* Problem to solve: Lines from the listing below that contain the string "StateId" are to be reported.
---------------
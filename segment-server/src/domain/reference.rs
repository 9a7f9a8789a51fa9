//! State and route reference data.
//!
//! Forms and stored records refer to states and routes by internal id. The
//! upstream query needs the state's short code and the padded route number,
//! so every submission resolves its ids through [`ReferenceData`].

use std::collections::HashSet;
use std::fmt;
use std::path::Path;

use serde::{Deserialize, Serialize};

use super::error::DomainError;
use super::route::RouteNumber;
use super::state_code::StateCode;

/// Internal identifier of a state.
#[derive(Debug, Clone, Copy, PartialEq, Eq, Hash, PartialOrd, Ord, Serialize, Deserialize)]
#[serde(transparent)]
pub struct StateId(pub u32);

/// Internal identifier of a route.
#[derive(Debug, Clone, Copy, PartialEq, Eq, Hash, PartialOrd, Ord, Serialize, Deserialize)]
#[serde(transparent)]
pub struct RouteId(pub u32);

impl fmt::Display for StateId {
    fn fmt(&self, f: &mut fmt::Formatter<'_>) -> fmt::Result {
        write!(f, "{}", self.0)
    }
}

impl fmt::Display for RouteId {
    fn fmt(&self, f: &mut fmt::Formatter<'_>) -> fmt::Result {
        write!(f, "{}", self.0)
    }
}

/// A federative unit.
#[derive(Debug, Clone, PartialEq, Eq, Serialize, Deserialize)]
pub struct State {
    pub id: StateId,
    pub name: String,
    pub code: StateCode,
}

/// A federal highway.
#[derive(Debug, Clone, PartialEq, Eq, Serialize, Deserialize)]
pub struct Route {
    pub id: RouteId,
    pub number: RouteNumber,
}

/// The default set of states: (name, code).
const SEEDED_STATES: [(&str, &str); 27] = [
    ("Acre", "AC"),
    ("Alagoas", "AL"),
    ("Amapá", "AP"),
    ("Amazonas", "AM"),
    ("Bahia", "BA"),
    ("Ceará", "CE"),
    ("Distrito Federal", "DF"),
    ("Espírito Santo", "ES"),
    ("Goiás", "GO"),
    ("Maranhão", "MA"),
    ("Mato Grosso", "MT"),
    ("Mato Grosso do Sul", "MS"),
    ("Minas Gerais", "MG"),
    ("Pará", "PA"),
    ("Paraíba", "PB"),
    ("Paraná", "PR"),
    ("Pernambuco", "PE"),
    ("Piauí", "PI"),
    ("Rio de Janeiro", "RJ"),
    ("Rio Grande do Norte", "RN"),
    ("Rio Grande do Sul", "RS"),
    ("Rondônia", "RO"),
    ("Roraima", "RR"),
    ("Santa Catarina", "SC"),
    ("São Paulo", "SP"),
    ("Sergipe", "SE"),
    ("Tocantins", "TO"),
];

/// The default set of routes.
const SEEDED_ROUTES: [&str; 11] = [
    "010", "020", "030", "040", "050", "060", "070", "080", "251", "450", "479",
];

/// Lookup tables for states and routes.
#[derive(Debug, Clone, Serialize, Deserialize)]
pub struct ReferenceData {
    states: Vec<State>,
    routes: Vec<Route>,
}

impl ReferenceData {
    /// Build reference data, rejecting duplicate ids.
    pub fn new(states: Vec<State>, routes: Vec<Route>) -> Result<Self, DomainError> {
        let mut seen = HashSet::new();
        for state in &states {
            if !seen.insert(state.id) {
                return Err(DomainError::DuplicateState(state.id));
            }
        }

        let mut seen = HashSet::new();
        for route in &routes {
            if !seen.insert(route.id) {
                return Err(DomainError::DuplicateRoute(route.id));
            }
        }

        Ok(Self { states, routes })
    }

    /// The built-in seed: all 27 federative units and the default routes,
    /// numbered from 1 in listing order.
    pub fn seeded() -> Self {
        let states = SEEDED_STATES
            .iter()
            .zip(1..)
            .filter_map(|(&(name, code), id)| {
                StateCode::parse(code).ok().map(|code| State {
                    id: StateId(id),
                    name: name.to_string(),
                    code,
                })
            })
            .collect();

        let routes = SEEDED_ROUTES
            .iter()
            .zip(1..)
            .filter_map(|(number, id)| {
                RouteNumber::parse(number).ok().map(|number| Route {
                    id: RouteId(id),
                    number,
                })
            })
            .collect();

        Self { states, routes }
    }

    /// Load reference data from a JSON file of the form
    /// `{"states": [...], "routes": [...]}`.
    pub fn load(path: impl AsRef<Path>) -> Result<Self, DomainError> {
        let path = path.as_ref();
        let json = std::fs::read_to_string(path).map_err(|e| DomainError::ReferenceLoad {
            message: format!("failed to read {}: {}", path.display(), e),
        })?;
        Self::from_json(&json)
    }

    /// Decode reference data from JSON text.
    pub fn from_json(json: &str) -> Result<Self, DomainError> {
        let data: ReferenceData =
            serde_json::from_str(json).map_err(|e| DomainError::ReferenceLoad {
                message: e.to_string(),
            })?;
        Self::new(data.states, data.routes)
    }

    /// Look up a state by id.
    pub fn state(&self, id: StateId) -> Option<&State> {
        self.states.iter().find(|s| s.id == id)
    }

    /// Look up a route by id.
    pub fn route(&self, id: RouteId) -> Option<&Route> {
        self.routes.iter().find(|r| r.id == id)
    }

    /// All states, in listing order.
    pub fn states(&self) -> &[State] {
        &self.states
    }

    /// All routes, in listing order.
    pub fn routes(&self) -> &[Route] {
        &self.routes
    }
}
---------------
* Exercise result:
pub struct StateId(pub u32);
impl fmt::Display for StateId {
    pub id: StateId,
                    id: StateId(id),
    pub fn state(&self, id: StateId) -> Option<&State> {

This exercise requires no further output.